Nothing but the lines from the one containing "is not allowed" through the end of the data below may appear in the response, each one exact.

BEGIN TASK DATA

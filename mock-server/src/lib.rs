use std::{collections::HashMap, sync::Arc};

use axum::{
    body::Bytes,
    extract::{Path, Query, State},
    http::{header, HeaderMap, HeaderValue, Method, StatusCode},
    response::{Html, IntoResponse, Response},
    routing::{get, post},
    Json, Router,
};
use serde::{Deserialize, Serialize};
use tokio::net::TcpListener;
use tracing::debug;

pub const SOURCE_ORIGIN_PARAM: &str = "__source_origin";
pub const ALLOW_SOURCE_ORIGIN: &str = "allow-source-origin";

/// Origin a replaying cache would have stamped on someone else's response.
pub const FOREIGN_ORIGIN: &str = "https://other.example";

pub const PAGE: &str = r#"<!doctype html>
<html>
  <head><title>Mock page</title></head>
  <body><a href="/data.json">data</a><a href="/text">text</a></body>
</html>"#;

/// Size of the `/bulk.txt` body, just over ureq's default read limit.
pub const BULK_LEN: usize = 11 * 1024 * 1024;

/// Cookie set by `/login`.
pub const SESSION_COOKIE: &str = "sid=mock; Path=/";

/// What `/echo` saw of the incoming request.
#[derive(Clone, Debug, Serialize, Deserialize, PartialEq, Eq)]
pub struct EchoRecord {
    pub method: String,
    pub content_type: Option<String>,
    pub accept: Option<String>,
    pub has_cookie: bool,
    pub has_authorization: bool,
    pub source_origin: Option<String>,
    pub body: String,
}

/// Origins this server grants the allow-source-origin proof to.
#[derive(Clone, Debug)]
pub struct AppState {
    allowed_origins: Arc<Vec<String>>,
}

impl AppState {
    pub fn new(allowed_origins: Vec<String>) -> Self {
        Self {
            allowed_origins: Arc::new(allowed_origins),
        }
    }

    /// Echo the caller's source origin back, but only to allowed callers.
    fn proof(&self, query: &HashMap<String, String>) -> HeaderMap {
        let mut headers = HeaderMap::new();
        let Some(origin) = query.get(SOURCE_ORIGIN_PARAM) else {
            return headers;
        };
        if !self.allowed_origins.iter().any(|allowed| allowed == origin) {
            debug!(%origin, "withholding source origin proof");
            return headers;
        }
        if let Ok(value) = HeaderValue::from_str(origin) {
            headers.insert(ALLOW_SOURCE_ORIGIN, value);
        }
        headers
    }
}

pub type Params = Query<HashMap<String, String>>;

pub fn app(allowed_origins: Vec<String>) -> Router {
    Router::new()
        .route("/data.json", get(data))
        .route("/text", get(text))
        .route("/page.html", get(page))
        .route("/status/{code}", get(status))
        .route("/echo", post(echo).put(echo).delete(echo))
        .route("/signal", post(signal))
        .route("/spoofed.json", get(spoofed))
        .route("/public.json", get(public))
        .route("/bulk.txt", get(bulk))
        .route("/login", post(login))
        .with_state(AppState::new(allowed_origins))
}

pub async fn run(listener: TcpListener, allowed_origins: Vec<String>) -> Result<(), std::io::Error> {
    axum::serve(listener, app(allowed_origins)).await
}

async fn data(State(state): State<AppState>, Query(query): Params) -> impl IntoResponse {
    (
        state.proof(&query),
        Json(serde_json::json!({ "items": [1, 2, 3] })),
    )
}

async fn text(State(state): State<AppState>, Query(query): Params) -> impl IntoResponse {
    (state.proof(&query), "hello from the mock origin")
}

async fn page(State(state): State<AppState>, Query(query): Params) -> impl IntoResponse {
    (state.proof(&query), Html(PAGE))
}

async fn status(
    State(state): State<AppState>,
    Path(code): Path<u16>,
    Query(query): Params,
) -> Response {
    match StatusCode::from_u16(code) {
        Ok(status) => (status, state.proof(&query), format!("status {code}")).into_response(),
        Err(_) => StatusCode::BAD_REQUEST.into_response(),
    }
}

async fn echo(
    State(state): State<AppState>,
    method: Method,
    Query(query): Params,
    headers: HeaderMap,
    body: Bytes,
) -> impl IntoResponse {
    let text_header = |name: header::HeaderName| {
        headers
            .get(name)
            .and_then(|v| v.to_str().ok())
            .map(str::to_string)
    };
    let record = EchoRecord {
        method: method.to_string(),
        content_type: text_header(header::CONTENT_TYPE),
        accept: text_header(header::ACCEPT),
        has_cookie: headers.contains_key(header::COOKIE),
        has_authorization: headers.contains_key(header::AUTHORIZATION),
        source_origin: query.get(SOURCE_ORIGIN_PARAM).cloned(),
        body: String::from_utf8_lossy(&body).into_owned(),
    };
    (state.proof(&query), Json(record))
}

async fn signal(State(state): State<AppState>, Query(query): Params) -> impl IntoResponse {
    (StatusCode::NO_CONTENT, state.proof(&query))
}

async fn bulk(State(state): State<AppState>, Query(query): Params) -> impl IntoResponse {
    (state.proof(&query), vec![b'x'; BULK_LEN])
}

async fn login(State(state): State<AppState>, Query(query): Params) -> impl IntoResponse {
    let mut headers = state.proof(&query);
    headers.insert(header::SET_COOKIE, HeaderValue::from_static(SESSION_COOKIE));
    (StatusCode::NO_CONTENT, headers)
}

async fn spoofed() -> impl IntoResponse {
    let mut headers = HeaderMap::new();
    headers.insert(ALLOW_SOURCE_ORIGIN, HeaderValue::from_static(FOREIGN_ORIGIN));
    (headers, Json(serde_json::json!({ "owner": FOREIGN_ORIGIN })))
}

async fn public() -> impl IntoResponse {
    Json(serde_json::json!({ "public": true }))
}

#[cfg(test)]
mod tests {
    use super::*;

    fn state() -> AppState {
        AppState::new(vec!["https://cache.example".to_string()])
    }

    fn query(origin: &str) -> HashMap<String, String> {
        HashMap::from([(SOURCE_ORIGIN_PARAM.to_string(), origin.to_string())])
    }

    #[test]
    fn proof_is_granted_to_allowed_origin() {
        let headers = state().proof(&query("https://cache.example"));
        assert_eq!(headers[ALLOW_SOURCE_ORIGIN], "https://cache.example");
    }

    #[test]
    fn proof_is_withheld_from_unknown_origin() {
        assert!(state().proof(&query("https://evil.example")).is_empty());
    }

    #[test]
    fn proof_is_absent_without_param() {
        assert!(state().proof(&HashMap::new()).is_empty());
    }

    #[test]
    fn echo_record_roundtrips_through_json() {
        let record = EchoRecord {
            method: "POST".to_string(),
            content_type: Some("application/json".to_string()),
            accept: None,
            has_cookie: false,
            has_authorization: true,
            source_origin: None,
            body: "{}".to_string(),
        };
        let json = serde_json::to_string(&record).unwrap();
        let back: EchoRecord = serde_json::from_str(&json).unwrap();
        assert_eq!(back, record);
    }
}
//! URL helpers and the origin tagger.
//!
//! Cross-origin requests carry the caller's [`OriginToken`](crate::OriginToken)
//! in a query parameter. The responding server proves it produced the response
//! for this caller by echoing the token back in a header, which the verifier
//! checks. Same-origin requests need no such proof and are left untouched.

use url::Url;

use crate::config::Environment;
use crate::error::FetchError;
use crate::http::Request;

/// ASCII serialization of `url`'s origin, e.g. `https://example.com`.
pub fn origin_of(url: &Url) -> String {
    url.origin().ascii_serialization()
}

/// Best-effort origin of a raw URL string, used when reporting failures for
/// inputs that never parsed.
pub fn origin_of_str(env: &Environment, raw: &str) -> String {
    match env.location().join(raw) {
        Ok(url) => origin_of(&url),
        Err(_) => "null".to_string(),
    }
}

/// Append the source-origin parameter to `url`.
///
/// Fails if the URL already carries the parameter: a caller-chosen value
/// would let a page claim someone else's origin.
pub fn with_cors_param(env: &Environment, url: &Url) -> Result<Url, FetchError> {
    let param = env.source_origin_param();
    if url.query_pairs().any(|(name, _)| name == param) {
        return Err(FetchError::invalid(format!(
            "source origin parameter {param:?} is not allowed in the request URL"
        )));
    }
    let mut tagged = url.clone();
    tagged
        .query_pairs_mut()
        .append_pair(param, env.origin_token().as_str());
    Ok(tagged)
}

/// Whether `request` was tagged and so must be origin-verified.
pub fn requires_origin_proof(env: &Environment, request: &Request) -> bool {
    request.cors && !env.is_same_origin(&request.url)
}

/// Return a copy of `request` whose URL carries the origin token, or an
/// unchanged copy when no tagging applies.
pub fn tag(env: &Environment, request: &Request) -> Result<Request, FetchError> {
    let mut tagged = request.clone();
    if requires_origin_proof(env, request) {
        tagged.url = with_cors_param(env, &request.url)?;
    }
    Ok(tagged)
}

END TASK DATA

→ EXERCISE OUTPUT
            "source origin parameter {param:?} is not allowed in the request URL"
        )));
    }
    let mut tagged = url.clone();
    tagged
        .query_pairs_mut()
        .append_pair(param, env.origin_token().as_str());
    Ok(tagged)
}

/// Whether `request` was tagged and so must be origin-verified.
pub fn requires_origin_proof(env: &Environment, request: &Request) -> bool {
    request.cors && !env.is_same_origin(&request.url)
}

/// Return a copy of `request` whose URL carries the origin token, or an
/// unchanged copy when no tagging applies.
pub fn tag(env: &Environment, request: &Request) -> Result<Request, FetchError> {
    let mut tagged = request.clone();
    if requires_origin_proof(env, request) {
        tagged.url = with_cors_param(env, &request.url)?;
    }
    Ok(tagged)
}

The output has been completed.